(Collected data)
__________________________________________________

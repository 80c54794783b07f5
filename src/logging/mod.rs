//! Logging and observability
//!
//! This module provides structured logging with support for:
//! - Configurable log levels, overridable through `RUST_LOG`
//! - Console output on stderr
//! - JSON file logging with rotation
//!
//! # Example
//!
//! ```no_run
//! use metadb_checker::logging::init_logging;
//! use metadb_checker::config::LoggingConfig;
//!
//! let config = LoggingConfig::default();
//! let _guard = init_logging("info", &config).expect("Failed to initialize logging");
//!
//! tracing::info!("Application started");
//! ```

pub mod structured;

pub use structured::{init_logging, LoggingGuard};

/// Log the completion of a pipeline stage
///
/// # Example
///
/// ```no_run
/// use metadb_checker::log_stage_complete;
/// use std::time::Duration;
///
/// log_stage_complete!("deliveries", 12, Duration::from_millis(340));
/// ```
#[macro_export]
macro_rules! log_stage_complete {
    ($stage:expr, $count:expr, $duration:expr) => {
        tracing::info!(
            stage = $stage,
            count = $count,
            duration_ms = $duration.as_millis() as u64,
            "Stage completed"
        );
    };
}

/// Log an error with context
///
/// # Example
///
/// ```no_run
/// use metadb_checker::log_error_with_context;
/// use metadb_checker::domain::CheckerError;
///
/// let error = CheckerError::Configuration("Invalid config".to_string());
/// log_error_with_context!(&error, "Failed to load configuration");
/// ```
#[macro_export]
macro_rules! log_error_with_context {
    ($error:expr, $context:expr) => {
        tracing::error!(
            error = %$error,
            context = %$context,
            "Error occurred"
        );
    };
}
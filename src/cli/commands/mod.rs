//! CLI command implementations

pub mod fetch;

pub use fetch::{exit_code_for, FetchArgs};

__________________________________________________

WHAT TO WORK ON » Each entry above should be repeated exactly, with no line left out.

SOLUTION BELOW »
repository 80c54794783b07f5
filename src/logging/mod.rs
//! Logging and observability
//!
//! This module provides structured logging with support for:
//! - Configurable log levels, overridable through `RUST_LOG`
//! - Console output on stderr
//! - JSON file logging with rotation
//!
//! # Example
//!
//! ```no_run
//! use metadb_checker::logging::init_logging;
//! use metadb_checker::config::LoggingConfig;
//!
//! let config = LoggingConfig::default();
//! let _guard = init_logging("info", &config).expect("Failed to initialize logging");
//!
//! tracing::info!("Application started");
//! ```

pub mod structured;

pub use structured::{init_logging, LoggingGuard};

/// Log the completion of a pipeline stage
///
/// # Example
///
/// ```no_run
/// use metadb_checker::log_stage_complete;
/// use std::time::Duration;
///
/// log_stage_complete!("deliveries", 12, Duration::from_millis(340));
/// ```
#[macro_export]
macro_rules! log_stage_complete {
    ($stage:expr, $count:expr, $duration:expr) => {
        tracing::info!(
            stage = $stage,
            count = $count,
            duration_ms = $duration.as_millis() as u64,
            "Stage completed"
        );
    };
}

/// Log an error with context
///
/// # Example
///
/// ```no_run
/// use metadb_checker::log_error_with_context;
/// use metadb_checker::domain::CheckerError;
///
/// let error = CheckerError::Configuration("Invalid config".to_string());
/// log_error_with_context!(&error, "Failed to load configuration");
/// ```
#[macro_export]
macro_rules! log_error_with_context {
    ($error:expr, $context:expr) => {
        tracing::error!(
            error = %$error,
            context = %$context,
            "Error occurred"
        );
    };
}
filename src/cli/commands/mod.rs
//! CLI command implementations

pub mod fetch;

pub use fetch::{exit_code_for, FetchArgs};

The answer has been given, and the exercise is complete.